Agora, mais de cinqüenta anos depois do sonho do
caminhão virado, volto a lembrar-me de um sonho ao
acordar, com a mesma nitidez do primeiro. Sonho que
certamente foi sonhado por conta da difícil situação
financeira e das decepções sentimentais, nas quais me
envolvi ao aproximar-me da velhice. Lembro claramente de
um casarão com um enorme quintal, que parecia mais uma
granja ou um sítio grande, onde uma grande festa
comemorava o meu casamento com Maria Gorete, que tinha o
rosto de Walesca, ambas minhas amigas e paixões que
nunca existiram. Na festa de muitos participantes,
desfilavam todos os antigos e mais recentes amores,
menos um, secreto, como se eu o escondesse até nos meus
sonhos, como se a auto-censura valesse para os sonhos!
Lá estavam também vários agiotas, comerciantes, alguns
amigos, todos a quem eu devia algum dinheiro. Eles não
se divertiam... Devidamente vestidos a caráter, feitos
garçons, serviam às convidadas. Sim, porque comendo e
bebendo só mulheres! ( Era, realmente, um sonho! ) A um
canto, numa cadeira de balanço, a nova esposa que tinha
o rosto de outra, ninava o meu filho Bruno com já sete
anos de idade. Aproximei-me, beijei o meu filho e quando
fui beijar a nova esposa, recebi o beijo de uma garota
de doze anos, de lindo rosto, que eu já havia visto em
algum lugar. Também nesse sonho tudo era grande: a casa,
o quintal, as mulheres, os cobradores e, maior ainda, o
beijo da garotinha, um beijo de doze anos! Joguei dez
reais. Não deu elefante!
4
A
BOTIJA
A nossa casa, na rua da República, 275,
tinha um enorme quintal que terminava numa rua lateral
da Cadeia Pública, que depois virou Secretaria de Obras
Públicas e atualmente hospeda a Central de Polícia.

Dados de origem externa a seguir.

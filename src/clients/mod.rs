pub mod circuit_breaker;
pub mod database;
pub mod directory;
pub mod fcm;
pub mod health;
pub mod rbmq;
pub mod redis;
pub mod store;
use std::sync::Arc;

use anyhow::{Error, Result};
use axum::{
    Router,
    extract::{Path, State, rejection::JsonRejection},
    http::{HeaderMap, StatusCode, header::AUTHORIZATION},
    response::{IntoResponse, Json, Response},
    routing::{get, post},
};
use tokio::net::TcpListener;
use tower_http::trace::TraceLayer;
use tracing::{error, info};
use uuid::Uuid;

use crate::{
    clients::{health::HealthChecker, rbmq::TriggerPublisher},
    models::{
        directory::DirectNotificationRequest, error::DispatchError, health::HealthStatus,
        response::ApiResponse,
    },
    services::{direct::DirectSender, rearm::RetryController},
};

pub struct AppState {
    pub retry_controller: RetryController,
    pub direct_sender: DirectSender,
    pub publisher: Arc<dyn TriggerPublisher>,
    pub health_checker: HealthChecker,
    pub api_token: Option<String>,
}

impl IntoResponse for DispatchError {
    fn into_response(self) -> Response {
        let status = match &self {
            DispatchError::NotFound(_) => StatusCode::NOT_FOUND,
            DispatchError::InvalidState(_) => StatusCode::CONFLICT,
            DispatchError::Unauthorized(_) => StatusCode::UNAUTHORIZED,
            DispatchError::InvalidArgument(_) => StatusCode::BAD_REQUEST,
            DispatchError::RecipientMissing => StatusCode::UNPROCESSABLE_ENTITY,
            DispatchError::Gateway(_) => StatusCode::BAD_GATEWAY,
            DispatchError::Store(_) | DispatchError::Unrecorded { .. } => {
                StatusCode::INTERNAL_SERVER_ERROR
            }
        };

        let body = ApiResponse::<()>::error(self.code().to_string(), self.to_string());
        (status, Json(body)).into_response()
    }
}

pub fn router(state: Arc<AppState>) -> Router {
    Router::new()
        .route("/health", get(health_check))
        .route("/api/v1/notifications/{id}/retry", post(retry_notification))
        .route("/api/v1/notifications/direct", post(send_direct_notification))
        .layer(TraceLayer::new_for_http())
        .with_state(state)
}

pub async fn run_api_server(state: Arc<AppState>, port: u16) -> Result<(), Error> {
    let addr = format!("0.0.0.0:{}", port);
    let listener = TcpListener::bind(&addr).await?;

    info!(address = %addr, "API server started");

    axum::serve(listener, router(state)).await?;

    Ok(())
}

fn authorize(headers: &HeaderMap, api_token: Option<&str>) -> Result<(), DispatchError> {
    let Some(expected) = api_token else {
        return Ok(());
    };

    let presented = headers
        .get(AUTHORIZATION)
        .and_then(|value| value.to_str().ok())
        .and_then(|value| value.strip_prefix("Bearer "));

    match presented {
        Some(token) if token == expected => Ok(()),
        Some(_) => Err(DispatchError::Unauthorized("invalid bearer token".to_string())),
        None => Err(DispatchError::Unauthorized("bearer token required".to_string())),
    }
}

async fn health_check(State(state): State<Arc<AppState>>) -> impl IntoResponse {
    let health = state.health_checker.check_all().await;

    let status_code = match health.status {
        HealthStatus::Healthy => StatusCode::OK,
        HealthStatus::Degraded => StatusCode::OK,
        HealthStatus::Unhealthy => StatusCode::SERVICE_UNAVAILABLE,
    };

    (status_code, Json(health))
}

async fn retry_notification(
    State(state): State<Arc<AppState>>,
    headers: HeaderMap,
    Path(id): Path<String>,
) -> Result<Response, DispatchError> {
    authorize(&headers, state.api_token.as_deref())?;

    let record_id = Uuid::parse_str(id.trim()).map_err(|_| {
        DispatchError::InvalidArgument("notification id must be a UUID".to_string())
    })?;

    let record = state.retry_controller.rearm(record_id).await?;

    if let Err(e) = state.publisher.publish_created(record.id).await {
        error!(record_id = %record.id, error = %e, "Failed to publish retry trigger");

        let reason = format!("trigger-unavailable: {}", e);
        state
            .retry_controller
            .restore_failed(record.id, &reason)
            .await?;

        let body = ApiResponse::<()>::error(
            "trigger-unavailable".to_string(),
            "Notification could not be queued for retry".to_string(),
        );
        return Ok((StatusCode::SERVICE_UNAVAILABLE, Json(body)).into_response());
    }

    let body = ApiResponse::message("Notification queued for retry".to_string());
    Ok((StatusCode::OK, Json(body)).into_response())
}

async fn send_direct_notification(
    State(state): State<Arc<AppState>>,
    headers: HeaderMap,
    request: Result<Json<DirectNotificationRequest>, JsonRejection>,
) -> Result<Response, DispatchError> {
    authorize(&headers, state.api_token.as_deref())?;

    let Json(request) =
        request.map_err(|e| DispatchError::InvalidArgument(e.body_text()))?;

    let result = state.direct_sender.send(request).await?;

    Ok((StatusCode::OK, Json(result)).into_response())
}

Muitas fruteiras: mamão, banana, cana caiana, manga e
abacate além de uma horta, plantada com coentro, alface,
berinjela, pimentão (tinha um pimentão com o formato de
estrela, por isso a gente chamava de pimentão
estrela e que se comia sem precisar ir ao fogo, como
se fosse uma fruta e até docinho era!), que eram
consumidos em casa, presenteados a parentes e até
vendidos ao verdureiro da rua. Certa vez, um ladrão
levou um canteiro inteiro de coentro que meu pai tinha
deixado para tirar sementes! No dia de São José, se
plantava milho e feijão verde, para colher pelo São
João. Fazia gosto ver o milho embonecado e feijão
florido. Minha mãe vivia preocupada com o povo que
passava na rua e parava para admirar a plantação: medo
de botarem olhado...
Muito preso à barra da saia da minha mãe, fui castigado
várias vezes por fugir de casa para brincar com molecada
da vizinhança. Lembro que um dia, de baladeira
(estilingue) na mão e destinado a caçar
passarinhos no Escorrego (pedaço de mangue
existente nas proximidades e hoje Estação Rodoviária de
João Pessoa), fui pular o muro de trás, que dava para a
Cadeia: empilhei uns tijolos, fiz força para subir e
alcançar a parte de cima do muro, que não suportando meu
peso quebrou-se, vindo atingir a minha cabeça comigo já
caído no chão. Foi um alvoroço quando cheguei em casa
todo ensangüentado e chorando. Os tijolos haviam feito
cortes na testa e na coroa da cabeça. Minha mãe
examinou, viu que eram superficiais e levou-me para o
banheiro para que eu tomasse um banho. Terminado o
asseio, limpou os ferimentos com Água Rabelo, passou
mercúrio cromo e em seguida deu-me uma surra com a corda
de armar rede! O castigo funcionou, pois nunca mais
tentei tal empresa.
Já
meu pai não batia. Castigava diferente, privando-me de
presentes, de ir ao cinema aos fins de semana, de
dinheiro para picolé e para o doce americano.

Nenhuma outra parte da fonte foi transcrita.